:: Exercise aim ::
Of the lines below, report only those that contain "layer".

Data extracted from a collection
____________________

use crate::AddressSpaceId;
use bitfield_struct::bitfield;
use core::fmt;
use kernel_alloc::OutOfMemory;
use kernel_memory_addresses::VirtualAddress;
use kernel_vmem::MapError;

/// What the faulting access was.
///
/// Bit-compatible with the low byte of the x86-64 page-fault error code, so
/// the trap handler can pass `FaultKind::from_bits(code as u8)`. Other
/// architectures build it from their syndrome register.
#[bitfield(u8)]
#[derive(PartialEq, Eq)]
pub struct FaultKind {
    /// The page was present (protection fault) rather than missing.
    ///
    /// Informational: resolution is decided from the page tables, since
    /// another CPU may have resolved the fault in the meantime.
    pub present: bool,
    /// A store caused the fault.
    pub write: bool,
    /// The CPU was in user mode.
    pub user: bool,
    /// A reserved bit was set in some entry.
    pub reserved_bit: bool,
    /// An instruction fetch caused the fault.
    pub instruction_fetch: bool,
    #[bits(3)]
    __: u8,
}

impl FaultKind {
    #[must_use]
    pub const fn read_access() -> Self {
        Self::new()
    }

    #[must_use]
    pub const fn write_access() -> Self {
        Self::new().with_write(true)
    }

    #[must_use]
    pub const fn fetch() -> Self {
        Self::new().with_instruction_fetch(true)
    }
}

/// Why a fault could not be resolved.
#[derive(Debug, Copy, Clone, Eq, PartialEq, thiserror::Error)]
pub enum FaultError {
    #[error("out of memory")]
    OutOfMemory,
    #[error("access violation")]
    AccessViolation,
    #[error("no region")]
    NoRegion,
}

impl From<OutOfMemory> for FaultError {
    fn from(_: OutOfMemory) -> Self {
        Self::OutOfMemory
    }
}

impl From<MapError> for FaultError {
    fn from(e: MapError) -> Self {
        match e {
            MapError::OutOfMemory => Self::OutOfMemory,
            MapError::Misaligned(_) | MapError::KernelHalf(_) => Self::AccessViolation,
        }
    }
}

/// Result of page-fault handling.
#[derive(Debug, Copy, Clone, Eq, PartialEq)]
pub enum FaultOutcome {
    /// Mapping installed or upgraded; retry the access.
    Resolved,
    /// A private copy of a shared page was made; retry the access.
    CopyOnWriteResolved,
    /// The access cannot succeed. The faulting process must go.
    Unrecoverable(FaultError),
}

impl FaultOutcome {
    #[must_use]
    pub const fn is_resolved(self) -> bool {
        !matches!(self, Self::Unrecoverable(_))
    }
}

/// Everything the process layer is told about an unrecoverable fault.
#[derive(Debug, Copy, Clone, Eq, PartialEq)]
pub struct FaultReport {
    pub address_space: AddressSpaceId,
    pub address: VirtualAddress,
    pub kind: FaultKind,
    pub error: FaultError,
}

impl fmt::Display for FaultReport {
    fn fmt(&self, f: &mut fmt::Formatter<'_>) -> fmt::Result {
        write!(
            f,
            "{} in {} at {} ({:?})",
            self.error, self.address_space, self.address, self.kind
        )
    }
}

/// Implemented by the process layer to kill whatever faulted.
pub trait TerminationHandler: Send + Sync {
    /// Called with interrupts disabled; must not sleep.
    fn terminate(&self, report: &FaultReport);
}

____________________

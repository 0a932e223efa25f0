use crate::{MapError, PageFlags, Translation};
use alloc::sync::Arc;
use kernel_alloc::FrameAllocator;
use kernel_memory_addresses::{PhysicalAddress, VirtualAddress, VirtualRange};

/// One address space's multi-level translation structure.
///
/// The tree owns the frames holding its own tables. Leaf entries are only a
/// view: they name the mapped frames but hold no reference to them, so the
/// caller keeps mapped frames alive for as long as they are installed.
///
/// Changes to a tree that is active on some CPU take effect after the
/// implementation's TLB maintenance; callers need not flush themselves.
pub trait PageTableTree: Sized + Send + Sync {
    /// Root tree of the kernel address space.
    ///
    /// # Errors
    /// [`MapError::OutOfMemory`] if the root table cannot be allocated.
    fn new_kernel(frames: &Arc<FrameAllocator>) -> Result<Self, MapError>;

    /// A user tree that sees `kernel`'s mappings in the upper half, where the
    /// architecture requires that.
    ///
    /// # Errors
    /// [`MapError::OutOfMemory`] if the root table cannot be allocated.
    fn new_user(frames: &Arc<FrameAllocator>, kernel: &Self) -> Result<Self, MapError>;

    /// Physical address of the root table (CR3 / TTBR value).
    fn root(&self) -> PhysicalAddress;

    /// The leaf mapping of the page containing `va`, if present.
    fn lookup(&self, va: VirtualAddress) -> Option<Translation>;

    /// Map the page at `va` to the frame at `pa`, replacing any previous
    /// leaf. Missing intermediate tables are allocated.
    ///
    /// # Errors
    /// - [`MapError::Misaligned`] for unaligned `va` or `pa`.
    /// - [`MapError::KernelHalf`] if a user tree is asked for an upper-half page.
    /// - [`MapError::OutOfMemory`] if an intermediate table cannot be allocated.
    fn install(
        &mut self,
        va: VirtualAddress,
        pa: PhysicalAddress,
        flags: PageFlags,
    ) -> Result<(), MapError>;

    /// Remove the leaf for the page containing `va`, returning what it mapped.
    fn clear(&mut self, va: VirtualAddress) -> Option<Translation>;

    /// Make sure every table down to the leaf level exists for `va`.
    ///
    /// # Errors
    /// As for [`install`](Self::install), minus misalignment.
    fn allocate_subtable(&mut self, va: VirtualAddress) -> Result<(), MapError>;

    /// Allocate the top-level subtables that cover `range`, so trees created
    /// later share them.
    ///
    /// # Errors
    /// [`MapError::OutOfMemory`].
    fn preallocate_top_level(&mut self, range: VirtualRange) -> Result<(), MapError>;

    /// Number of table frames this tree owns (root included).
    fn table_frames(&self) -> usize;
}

____________________

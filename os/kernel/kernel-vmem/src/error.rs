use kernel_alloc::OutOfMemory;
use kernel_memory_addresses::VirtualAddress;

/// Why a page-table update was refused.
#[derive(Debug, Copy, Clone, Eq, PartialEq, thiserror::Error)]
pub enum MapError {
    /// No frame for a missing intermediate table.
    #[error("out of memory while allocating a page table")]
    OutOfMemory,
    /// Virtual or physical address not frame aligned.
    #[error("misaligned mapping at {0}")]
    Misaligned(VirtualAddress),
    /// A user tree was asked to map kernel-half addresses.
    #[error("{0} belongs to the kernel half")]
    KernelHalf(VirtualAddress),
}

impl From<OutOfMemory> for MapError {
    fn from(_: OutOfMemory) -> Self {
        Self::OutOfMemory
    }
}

____________________

:: Answer section ::
/// Everything the process layer is told about an unrecoverable fault.
/// Implemented by the process layer to kill whatever faulted.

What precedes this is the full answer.